Though fully autonomous vehicles are still at least 10 years out according to Poliak, the need for automakers to change their maintenance habits and management habits from reactive to proactive has been accelerating for some time. Much of this change is a direct result of consumer technology finding a home next to the safety-critical systems of automobiles, as the smartphone revolution has, either by force or by choice, prompted automakers to:
- Manage increasingly complex software
- Increase development speed
- Assess the real-world behavior of software
- Meet customer demand for an improved experience
The new automotive software development lifecycle therefore requires fault diagnostics and logs, cloud-based analytics, OTA software updates, distribution of OTA updates to various ECUs, and enhanced security, all made possible through IoT implementations.
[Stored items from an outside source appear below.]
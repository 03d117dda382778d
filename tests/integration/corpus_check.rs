//! Running the corpus harness over files on disk.

use super::common::{pseudo_random_text, repeat_to, write_corpus, FIBONACCI_64K};
use savera::harness::bench_corpus;
use savera::{check_corpus, BatchSummary, BuilderKind, CorpusCache, CorpusManifest, HarnessConfig};
use std::fs;

fn config(builder: BuilderKind, jobs: Option<usize>) -> HarnessConfig {
    HarnessConfig {
        builder,
        jobs,
        progress: false,
    }
}

#[test]
fn gauntlet_style_corpus_passes_with_both_builders() {
    let dir = tempfile::tempdir().unwrap();
    let random = pseudo_random_text(4096, 255, 42);
    let paths = write_corpus(
        dir.path(),
        &[
            ("abac", &repeat_to(b"abac", 1000)[..]),
            ("abba", &repeat_to(b"abba", 999)[..]),
            ("fibo", &FIBONACCI_64K[..2048]),
            ("zeros", &[0u8; 512][..]),
            ("random", &random[..]),
            ("empty", &b""[..]),
        ],
    );

    for builder in [BuilderKind::Sais, BuilderKind::Naive] {
        let outcomes = check_corpus(&paths, &config(builder, Some(2))).unwrap();
        let summary = BatchSummary::from_outcomes(&outcomes);
        assert!(summary.all_passed(), "{:?}", outcomes);
        assert_eq!(summary.total, 6);

        // Outcomes come back in input order
        let names: Vec<_> = outcomes
            .iter()
            .map(|o| o.path.file_name().unwrap().to_string_lossy().into_owned())
            .collect();
        assert_eq!(names, ["abac", "abba", "fibo", "zeros", "random", "empty"]);
        assert!(outcomes.iter().all(|o| o.builder == builder.name()));
    }
}

#[test]
fn outcome_identifies_file_content() {
    let dir = tempfile::tempdir().unwrap();
    let paths = write_corpus(dir.path(), &[("banana", &b"banana"[..])]);
    let outcomes = check_corpus(&paths, &config(BuilderKind::Sais, Some(1))).unwrap();
    assert_eq!(outcomes[0].bytes, 6);
    assert_eq!(outcomes[0].crc32, crc32fast::hash(b"banana"));
}

#[test]
fn unreadable_file_aborts_the_batch() {
    let dir = tempfile::tempdir().unwrap();
    let mut paths = write_corpus(dir.path(), &[("ok", &b"fine"[..])]);
    paths.push(dir.path().join("missing"));
    let err = check_corpus(&paths, &config(BuilderKind::Sais, None)).unwrap_err();
    assert!(format!("{:#}", err).contains("missing"));
}

#[test]
fn manifest_drives_the_check() {
    let dir = tempfile::tempdir().unwrap();
    let corpus = dir.path().join("large");
    fs::create_dir(&corpus).unwrap();
    write_corpus(&corpus, &[("e.coli", &b"agcttttcattctgactgca"[..]), ("world", &b"the world the world"[..])]);
    let manifest_path = dir.path().join("large.json");
    fs::write(
        &manifest_path,
        r#"{ "name": "large", "root": "large", "files": ["e.coli", "world"] }"#,
    )
    .unwrap();

    let manifest = CorpusManifest::load(&manifest_path).unwrap();
    assert_eq!(manifest.name, "large");
    let outcomes = check_corpus(&manifest.paths(), &config(BuilderKind::Sais, None)).unwrap();
    assert_eq!(outcomes.len(), 2);
    assert!(outcomes.iter().all(|o| o.passed()));
}

#[test]
fn json_report_shape() {
    let dir = tempfile::tempdir().unwrap();
    let paths = write_corpus(dir.path(), &[("a", &b"abracadabra"[..])]);
    let outcomes = check_corpus(&paths, &config(BuilderKind::Sais, None)).unwrap();
    let json = serde_json::to_value(&outcomes[0]).unwrap();
    assert_eq!(json["bytes"], 11);
    assert_eq!(json["builder"], "sais");
    assert!(json["error"].is_null());

    let summary = serde_json::to_value(BatchSummary::from_outcomes(&outcomes)).unwrap();
    assert_eq!(summary["passed"], 1);
    assert_eq!(summary["failed"], 0);
}

#[test]
fn bench_reads_each_file_once() {
    let dir = tempfile::tempdir().unwrap();
    let paths = write_corpus(dir.path(), &[("x", &b"xyzzy"[..]), ("y", &b"yyyy"[..])]);
    let cache = CorpusCache::new();

    let first = bench_corpus(&paths, &cache, BuilderKind::Sais, 2).unwrap();
    assert_eq!(first.len(), 2);
    assert_eq!(cache.len(), 2);
    assert_eq!(cache.total_bytes(), 9);

    // Served from the cache even after the files are gone
    fs::remove_file(&paths[0]).unwrap();
    fs::remove_file(&paths[1]).unwrap();
    let second = bench_corpus(&paths, &cache, BuilderKind::Naive, 1).unwrap();
    assert_eq!(second[1].bytes, 4);
    assert_eq!(second[1].builder, "naive");
}
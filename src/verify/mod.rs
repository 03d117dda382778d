// Copyright 2025-present Harīṣh Tummalachērla
// SPDX-License-Identifier: Apache-2.0

//! Linear-time suffix array verification.
//!
//! Comparing neighbouring suffixes directly costs O(n) per comparison and
//! O(n²) overall, which is hopeless on multi-gigabyte corpora. Instead we
//! derive the BWT the claimed array implies and invert it:
//!
//! ```text
//! claimed SA ──▶ permutation ──▶ BWT (L) ──▶ ranks P, C array ──▶ LF walk
//!                  check          + $ row                          == buffer?
//! ```
//!
//! Each stage is O(n) time. Scratch memory is the seen-set (n bools), `L`
//! (n + 1 two-byte symbols) and `P` (n + 1 words), plus a 257-entry C array.
//!
//! The walk checks two things at every step: the symbol it reads must be the
//! buffer byte it is standing on, and the row it lands on must be the row the
//! claimed array assigns to that position. Together these are equivalent to
//! the claimed array being the suffix sort order.

pub mod bwt;
pub mod inverse;
pub mod permutation;
pub mod rank;

use std::time::Instant;

use tracing::debug;

use crate::contracts::{check_ranks_bounded, check_single_sentinel};
use crate::error::VerifyError;
use crate::types::SuffixIndex;

pub use bwt::{derive_bwt, derive_bwt_into, Bwt};
pub use inverse::{invert_bwt, reconstruct, LfWalk};
pub use permutation::check_permutation;
pub use rank::{count_ranks, count_ranks_into, RankTable};

/// Reusable verification scratch space.
///
/// Verifying large corpora back to back spends a noticeable share of time in
/// the allocator. A `Verifier` keeps its buffers between calls; no result
/// depends on a previous call.
#[derive(Debug, Default)]
pub struct Verifier {
    seen: Vec<bool>,
    bwt: Bwt,
    ranks: RankTable,
}

impl Verifier {
    pub fn new() -> Self {
        Self::default()
    }

    /// Check that `sa` is the suffix array of `buffer`.
    ///
    /// The order is the one with an implicit sentinel smaller than every byte
    /// at position `n`, so a suffix sorts before every longer suffix it
    /// prefixes.
    pub fn verify<I: SuffixIndex>(&mut self, buffer: &[u8], sa: &[I]) -> Result<(), VerifyError> {
        let n = buffer.len();

        let started = Instant::now();
        check_permutation(n, sa, &mut self.seen)?;
        debug!(n, elapsed = ?started.elapsed(), "permutation check passed");

        let started = Instant::now();
        derive_bwt_into(buffer, sa, &mut self.bwt)?;
        check_single_sentinel(&self.bwt);
        debug!(n, sentinel_row = self.bwt.sentinel_row(), elapsed = ?started.elapsed(), "bwt derived");

        let started = Instant::now();
        count_ranks_into(&self.bwt, &mut self.ranks);
        check_ranks_bounded(&self.bwt, &self.ranks);
        debug!(n, elapsed = ?started.elapsed(), "ranks counted");

        let started = Instant::now();
        let result = reconstruct(buffer, sa, &self.bwt, &self.ranks);
        debug!(n, ok = result.is_ok(), elapsed = ?started.elapsed(), "inverse walk finished");

        result
    }

    /// Release the scratch buffers.
    pub fn shrink(&mut self) {
        *self = Self::default();
    }
}

/// Check that `sa` is the suffix array of `buffer`, with fresh scratch space.
///
/// ```
/// use savera::{verify_suffix_array, VerifyError};
///
/// assert!(verify_suffix_array(b"banana", &[5u32, 3, 1, 0, 4, 2]).is_ok());
/// assert!(matches!(
///     verify_suffix_array(b"banana", &[5u32, 3, 1, 0, 2, 4]),
///     Err(VerifyError::ReconstructionMismatch { .. })
/// ));
/// ```
pub fn verify_suffix_array<I: SuffixIndex>(buffer: &[u8], sa: &[I]) -> Result<(), VerifyError> {
    Verifier::new().verify(buffer, sa)
}
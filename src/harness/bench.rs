// Copyright 2025-present Harīṣh Tummalachērla
// SPDX-License-Identifier: Apache-2.0

//! Builder timing over cached corpus content.
//!
//! Only construction is timed. Verification is skipped and file contents come
//! from a [`CorpusCache`], so neither disk reads nor the check itself leak
//! into the numbers. The output buffer is allocated once, before the clock
//! starts.

use anyhow::Result;
use serde::Serialize;
use std::path::{Path, PathBuf};
use std::time::{Duration, Instant};
use tracing::info;

use super::as_millis;
use crate::builder::{BuilderKind, SuffixArrayBuilder};
use crate::corpus::CorpusCache;

/// Timing summary for repeated builds of one file.
#[derive(Debug, Clone, Serialize)]
pub struct BenchStats {
    pub path: PathBuf,
    pub builder: &'static str,
    pub bytes: usize,
    pub iterations: usize,
    #[serde(rename = "min_ms", serialize_with = "as_millis")]
    pub min: Duration,
    #[serde(rename = "mean_ms", serialize_with = "as_millis")]
    pub mean: Duration,
    #[serde(rename = "max_ms", serialize_with = "as_millis")]
    pub max: Duration,
}

impl BenchStats {
    /// Input throughput at the mean time, in MiB/s.
    pub fn throughput_mib_s(&self) -> f64 {
        let secs = self.mean.as_secs_f64();
        if secs == 0.0 {
            return f64::INFINITY;
        }
        self.bytes as f64 / (1024.0 * 1024.0) / secs
    }
}

/// Run `builder` over `bytes` `iterations` times (at least once).
pub fn bench_builder(
    path: &Path,
    bytes: &[u8],
    builder: &mut dyn SuffixArrayBuilder,
    iterations: usize,
) -> BenchStats {
    let iterations = iterations.max(1);
    let mut sa = vec![0usize; bytes.len()];

    let mut min = Duration::MAX;
    let mut max = Duration::ZERO;
    let mut total = Duration::ZERO;
    for _ in 0..iterations {
        let started = Instant::now();
        builder.build(bytes, &mut sa);
        let elapsed = started.elapsed();
        min = min.min(elapsed);
        max = max.max(elapsed);
        total += elapsed;
    }

    let stats = BenchStats {
        path: path.to_path_buf(),
        builder: builder.name(),
        bytes: bytes.len(),
        iterations,
        min,
        mean: mean_duration(total, iterations),
        max,
    };
    info!(
        path = %path.display(),
        builder = stats.builder,
        mean = ?stats.mean,
        mib_s = stats.throughput_mib_s(),
        "benchmark finished"
    );
    stats
}

/// `total / iterations` for any iteration count, including ones past `u32::MAX`.
fn mean_duration(total: Duration, iterations: usize) -> Duration {
    total.div_f64(iterations.max(1) as f64)
}

/// Benchmark `kind` over every file in `paths`, one file at a time.
///
/// Contents are loaded through `cache`, so repeated suites over the same
/// files read each one from disk only once.
pub fn bench_corpus(
    paths: &[PathBuf],
    cache: &CorpusCache,
    kind: BuilderKind,
    iterations: usize,
) -> Result<Vec<BenchStats>> {
    let mut builder = kind.create();
    paths
        .iter()
        .map(|path| {
            let bytes = cache.get_or_load(path)?;
            Ok(bench_builder(path, &bytes, builder.as_mut(), iterations))
        })
        .collect()
}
For the more visual of you, imagine the automotive SDLC migrating from something like this:
The promise of the IoT is that the above development model helps mitigate the endless ‘bolt-on’ coding that has left cars with more software than advanced jet fighters. As OTA capabilities approach GB updates to support the integration of V2X modules that will support the fully autonomous car, QNX is looking to advance these software development paradigms for subsystems ranging from acoustics and infotainment to telematics with an emphasis on security, which Blackberry’s David Kleidermacher addressed in a session on Wednesday.